科学技術は,経済社会の発展及び国民生活の向上の原動力として重要な役割を果たしてまいりました。また,近年は停滞傾向にある世界経済の活性化のため,さらには,人類の発展のためにも科学技術の振興が不可欠であるとの認識が高まってきております。

我が国は,これまでいわゆる追いつき追い越せ型の努力によって国際的な技術水準に達したといわれておりますが,今後は,自ら新しい技術を創出し,また科学技術を通じて国際社会へ貢献していくことが重要となっております。

先般の科学技術会議第11号答申において,基本的指針として,科学技術進歩の礎となる基礎的研究を強化し,新しい技術を創出していくべきことが提言されておりますが,今回の白書では,この基礎的研究を初めて主題として取り上げ分析しております。
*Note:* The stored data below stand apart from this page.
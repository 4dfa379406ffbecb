use std::str::FromStr;

/// Approach time used when the player has not picked one.
pub const DEFAULT_SCROLL_SPEED_MS: f64 = 542.0;

#[derive(Debug, Clone, Copy, PartialEq, Eq, Default)]
pub enum ScrollDirection {
    /// Notes fall toward a judgement line near the bottom.
    #[default]
    Down,
    /// Notes rise toward a judgement line near the top.
    Up,
}

impl ScrollDirection {
    pub const fn as_str(&self) -> &'static str {
        match self {
            Self::Down => "Down",
            Self::Up => "Up",
        }
    }
}

impl FromStr for ScrollDirection {
    type Err = ();

    fn from_str(s: &str) -> Result<Self, Self::Err> {
        match s.trim().to_ascii_lowercase().as_str() {
            "down" | "downscroll" => Ok(Self::Down),
            "up" | "upscroll" | "reverse" => Ok(Self::Up),
            _ => Err(()),
        }
    }
}

#[derive(Debug, Clone, Copy, PartialEq)]
pub struct ScrollSettings {
    pub direction: ScrollDirection,
    /// Time in ms a note spends travelling from the spawn edge to the
    /// judgement line. Larger is slower.
    pub speed_ms: f64,
}

impl Default for ScrollSettings {
    fn default() -> Self {
        Self {
            direction: ScrollDirection::Down,
            speed_ms: DEFAULT_SCROLL_SPEED_MS,
        }
    }
}

impl ScrollSettings {
    pub fn new(direction: ScrollDirection, speed_ms: f64) -> Self {
        let speed_ms = if speed_ms.is_finite() && speed_ms > 0.0 {
            speed_ms
        } else {
            DEFAULT_SCROLL_SPEED_MS
        };
        Self {
            direction,
            speed_ms,
        }
    }
}
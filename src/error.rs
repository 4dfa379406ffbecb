use std::fmt;

/// Failures surfaced by skin loading, note conversion and asset lookup.
///
/// Malformed numbers and absent keys never reach this type: they are
/// coerced to zero or replaced by defaults while parsing.
#[derive(Debug)]
pub enum PlayfieldError {
    /// `Keys` resolved to something below one.
    InvalidKeyCount(i64),
    /// A note or layout query named a column outside `[0, keys)`.
    ColumnOutOfRange { column: i64, keys: usize },
    /// A skin image key has no matching asset.
    AssetMissing { key: String, name: String },
    Io(std::io::Error),
    Image(image::ImageError),
}

impl PlayfieldError {
    /// True for errors that leave the rest of the playfield usable.
    pub const fn is_recoverable(&self) -> bool {
        matches!(self, Self::AssetMissing { .. } | Self::Image(_))
    }
}

impl fmt::Display for PlayfieldError {
    fn fmt(&self, f: &mut fmt::Formatter<'_>) -> fmt::Result {
        match self {
            Self::InvalidKeyCount(keys) => write!(f, "invalid key count {keys}, expected at least 1"),
            Self::ColumnOutOfRange { column, keys } => {
                write!(f, "column {column} is outside 0..{keys}")
            }
            Self::AssetMissing { key, name } => {
                write!(f, "skin image '{key}' references missing asset '{name}'")
            }
            Self::Io(e) => write!(f, "io error: {e}"),
            Self::Image(e) => write!(f, "image error: {e}"),
        }
    }
}

impl std::error::Error for PlayfieldError {
    fn source(&self) -> Option<&(dyn std::error::Error + 'static)> {
        match self {
            Self::Io(e) => Some(e),
            Self::Image(e) => Some(e),
            _ => None,
        }
    }
}

impl From<std::io::Error> for PlayfieldError {
    fn from(e: std::io::Error) -> Self {
        Self::Io(e)
    }
}

impl From<image::ImageError> for PlayfieldError {
    fn from(e: image::ImageError) -> Self {
        Self::Image(e)
    }
}

#[cfg(test)]
mod tests {
    use super::PlayfieldError;

    #[test]
    fn display_names_the_offending_key() {
        let err = PlayfieldError::AssetMissing {
            key: "KeyImage0".to_string(),
            name: "mania-key1".to_string(),
        };
        let text = err.to_string();
        assert!(text.contains("KeyImage0") && text.contains("mania-key1"), "got {text}");
        assert!(err.is_recoverable());
        assert!(!PlayfieldError::InvalidKeyCount(0).is_recoverable());
    }
}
この白書の指摘にもあるとおり,我が国の基礎的研究は,未だなお不十分であり,国是である科学技術立国を真に確立していくためにも,また,21世紀における次の世代への知的資産の形成という長期的観点からも,基礎的研究を強化し,研究開発力全体の向上を図っていく必要があります。

私としましても,この白書の指し示すところを受け,科学技術政策の強力な推進を図り,創造性豊かな科学技術の振興に努めてまいりたいと思いますが,このためには,国民の皆様の御理解と御協力が不可欠であります。

本白書が我が国の科学技術の現状を理解していただくための一助となれば幸いであります。